* **Problem requirements**: Start with the first line of the records below. Output each line exactly, ending with the one that contains "pub const SCALE_UK_N: u16 = 148;".

Collected data entries:
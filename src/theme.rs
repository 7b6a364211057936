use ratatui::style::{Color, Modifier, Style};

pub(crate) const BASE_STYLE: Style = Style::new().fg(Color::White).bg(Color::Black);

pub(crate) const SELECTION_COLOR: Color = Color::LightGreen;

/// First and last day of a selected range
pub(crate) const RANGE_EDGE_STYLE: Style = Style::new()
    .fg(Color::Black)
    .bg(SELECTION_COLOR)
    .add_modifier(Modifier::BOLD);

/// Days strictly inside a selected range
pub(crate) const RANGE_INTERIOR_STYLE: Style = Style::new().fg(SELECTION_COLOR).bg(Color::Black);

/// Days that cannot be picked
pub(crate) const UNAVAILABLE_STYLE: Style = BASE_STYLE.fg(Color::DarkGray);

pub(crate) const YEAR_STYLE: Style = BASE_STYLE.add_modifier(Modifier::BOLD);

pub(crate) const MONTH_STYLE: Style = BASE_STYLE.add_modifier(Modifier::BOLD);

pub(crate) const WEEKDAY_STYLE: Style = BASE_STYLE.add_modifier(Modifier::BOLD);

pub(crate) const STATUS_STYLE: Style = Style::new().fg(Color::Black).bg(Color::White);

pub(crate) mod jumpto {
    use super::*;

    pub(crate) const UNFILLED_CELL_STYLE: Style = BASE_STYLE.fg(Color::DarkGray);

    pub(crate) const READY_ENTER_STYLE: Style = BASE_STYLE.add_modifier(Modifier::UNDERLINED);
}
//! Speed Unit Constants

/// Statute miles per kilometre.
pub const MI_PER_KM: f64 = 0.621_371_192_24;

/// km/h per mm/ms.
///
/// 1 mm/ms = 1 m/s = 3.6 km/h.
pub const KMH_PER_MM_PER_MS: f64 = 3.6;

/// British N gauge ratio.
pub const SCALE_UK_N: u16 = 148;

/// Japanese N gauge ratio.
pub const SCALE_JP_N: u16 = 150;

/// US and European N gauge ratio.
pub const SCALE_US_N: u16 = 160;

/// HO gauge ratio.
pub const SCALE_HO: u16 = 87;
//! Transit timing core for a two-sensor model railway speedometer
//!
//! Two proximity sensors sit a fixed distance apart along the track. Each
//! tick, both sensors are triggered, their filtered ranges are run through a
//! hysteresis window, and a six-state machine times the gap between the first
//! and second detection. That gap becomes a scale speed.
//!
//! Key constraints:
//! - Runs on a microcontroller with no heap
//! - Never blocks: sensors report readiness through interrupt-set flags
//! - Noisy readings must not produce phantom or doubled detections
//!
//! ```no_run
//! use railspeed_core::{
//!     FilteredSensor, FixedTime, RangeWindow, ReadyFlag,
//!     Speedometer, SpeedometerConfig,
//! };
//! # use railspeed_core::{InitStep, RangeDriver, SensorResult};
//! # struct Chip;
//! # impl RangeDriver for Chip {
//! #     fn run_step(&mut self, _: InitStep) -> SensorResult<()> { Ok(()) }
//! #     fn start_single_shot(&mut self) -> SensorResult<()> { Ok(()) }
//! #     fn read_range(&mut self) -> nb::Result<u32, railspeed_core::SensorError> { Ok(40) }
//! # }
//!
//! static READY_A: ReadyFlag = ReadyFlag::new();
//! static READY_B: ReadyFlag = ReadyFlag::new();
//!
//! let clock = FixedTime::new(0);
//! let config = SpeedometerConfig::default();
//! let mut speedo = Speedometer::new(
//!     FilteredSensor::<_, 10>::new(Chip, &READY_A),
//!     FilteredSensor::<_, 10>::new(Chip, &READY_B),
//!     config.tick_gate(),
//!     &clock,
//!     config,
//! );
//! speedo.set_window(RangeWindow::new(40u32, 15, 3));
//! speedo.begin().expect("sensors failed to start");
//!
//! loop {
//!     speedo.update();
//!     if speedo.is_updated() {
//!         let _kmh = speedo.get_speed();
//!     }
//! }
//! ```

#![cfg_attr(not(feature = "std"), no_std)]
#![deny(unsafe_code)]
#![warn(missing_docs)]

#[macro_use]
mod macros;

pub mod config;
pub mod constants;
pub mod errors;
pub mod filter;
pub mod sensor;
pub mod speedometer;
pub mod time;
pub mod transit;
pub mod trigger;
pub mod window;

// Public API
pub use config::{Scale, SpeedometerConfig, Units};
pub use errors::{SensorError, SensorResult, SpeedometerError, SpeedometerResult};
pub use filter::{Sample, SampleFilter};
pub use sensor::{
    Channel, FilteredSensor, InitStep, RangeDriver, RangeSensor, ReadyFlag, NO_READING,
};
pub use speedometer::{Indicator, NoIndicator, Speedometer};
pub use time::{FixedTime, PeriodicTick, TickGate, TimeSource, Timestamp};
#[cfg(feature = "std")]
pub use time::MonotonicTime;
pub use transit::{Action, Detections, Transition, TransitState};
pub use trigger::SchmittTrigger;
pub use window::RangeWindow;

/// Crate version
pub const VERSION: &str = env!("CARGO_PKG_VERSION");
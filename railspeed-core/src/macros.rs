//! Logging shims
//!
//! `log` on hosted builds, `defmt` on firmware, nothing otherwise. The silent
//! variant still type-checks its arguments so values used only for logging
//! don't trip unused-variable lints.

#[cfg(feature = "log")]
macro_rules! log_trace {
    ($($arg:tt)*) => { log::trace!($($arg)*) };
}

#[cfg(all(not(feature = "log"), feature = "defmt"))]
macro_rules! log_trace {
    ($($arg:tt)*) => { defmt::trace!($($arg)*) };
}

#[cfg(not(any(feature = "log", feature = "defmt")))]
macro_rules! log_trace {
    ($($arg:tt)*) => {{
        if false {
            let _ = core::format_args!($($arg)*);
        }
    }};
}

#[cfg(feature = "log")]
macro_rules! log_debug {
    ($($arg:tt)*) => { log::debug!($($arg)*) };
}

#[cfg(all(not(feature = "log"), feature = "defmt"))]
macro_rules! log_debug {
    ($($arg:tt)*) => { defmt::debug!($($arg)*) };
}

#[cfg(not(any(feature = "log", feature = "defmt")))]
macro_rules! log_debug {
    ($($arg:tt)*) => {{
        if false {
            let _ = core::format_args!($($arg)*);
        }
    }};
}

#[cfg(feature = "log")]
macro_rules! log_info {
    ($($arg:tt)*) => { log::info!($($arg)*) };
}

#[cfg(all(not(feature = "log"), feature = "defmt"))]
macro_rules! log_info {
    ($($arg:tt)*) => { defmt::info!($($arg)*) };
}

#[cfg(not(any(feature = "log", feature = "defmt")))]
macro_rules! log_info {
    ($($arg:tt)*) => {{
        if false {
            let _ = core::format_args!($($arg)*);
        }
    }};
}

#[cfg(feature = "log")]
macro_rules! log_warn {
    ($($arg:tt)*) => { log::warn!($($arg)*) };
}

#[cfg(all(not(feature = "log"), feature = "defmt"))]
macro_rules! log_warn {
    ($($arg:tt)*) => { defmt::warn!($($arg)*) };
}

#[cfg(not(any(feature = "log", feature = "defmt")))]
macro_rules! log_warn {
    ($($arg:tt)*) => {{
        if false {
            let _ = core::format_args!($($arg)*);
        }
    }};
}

* **Reply**:
filename src/theme.rs
repository 7b6a364211057936
use ratatui::style::{Color, Modifier, Style};

pub(crate) const BASE_STYLE: Style = Style::new().fg(Color::White).bg(Color::Black);

pub(crate) const SELECTION_COLOR: Color = Color::LightGreen;

/// First and last day of a selected range
pub(crate) const RANGE_EDGE_STYLE: Style = Style::new()
    .fg(Color::Black)
    .bg(SELECTION_COLOR)
    .add_modifier(Modifier::BOLD);

/// Days strictly inside a selected range
pub(crate) const RANGE_INTERIOR_STYLE: Style = Style::new().fg(SELECTION_COLOR).bg(Color::Black);

/// Days that cannot be picked
pub(crate) const UNAVAILABLE_STYLE: Style = BASE_STYLE.fg(Color::DarkGray);

pub(crate) const YEAR_STYLE: Style = BASE_STYLE.add_modifier(Modifier::BOLD);

pub(crate) const MONTH_STYLE: Style = BASE_STYLE.add_modifier(Modifier::BOLD);

pub(crate) const WEEKDAY_STYLE: Style = BASE_STYLE.add_modifier(Modifier::BOLD);

pub(crate) const STATUS_STYLE: Style = Style::new().fg(Color::Black).bg(Color::White);

pub(crate) mod jumpto {
    use super::*;

    pub(crate) const UNFILLED_CELL_STYLE: Style = BASE_STYLE.fg(Color::DarkGray);

    pub(crate) const READY_ENTER_STYLE: Style = BASE_STYLE.add_modifier(Modifier::UNDERLINED);
}
//! Speed Unit Constants

/// Statute miles per kilometre.
pub const MI_PER_KM: f64 = 0.621_371_192_24;

/// km/h per mm/ms.
///
/// 1 mm/ms = 1 m/s = 3.6 km/h.
pub const KMH_PER_MM_PER_MS: f64 = 3.6;

/// British N gauge ratio.
pub const SCALE_UK_N: u16 = 148;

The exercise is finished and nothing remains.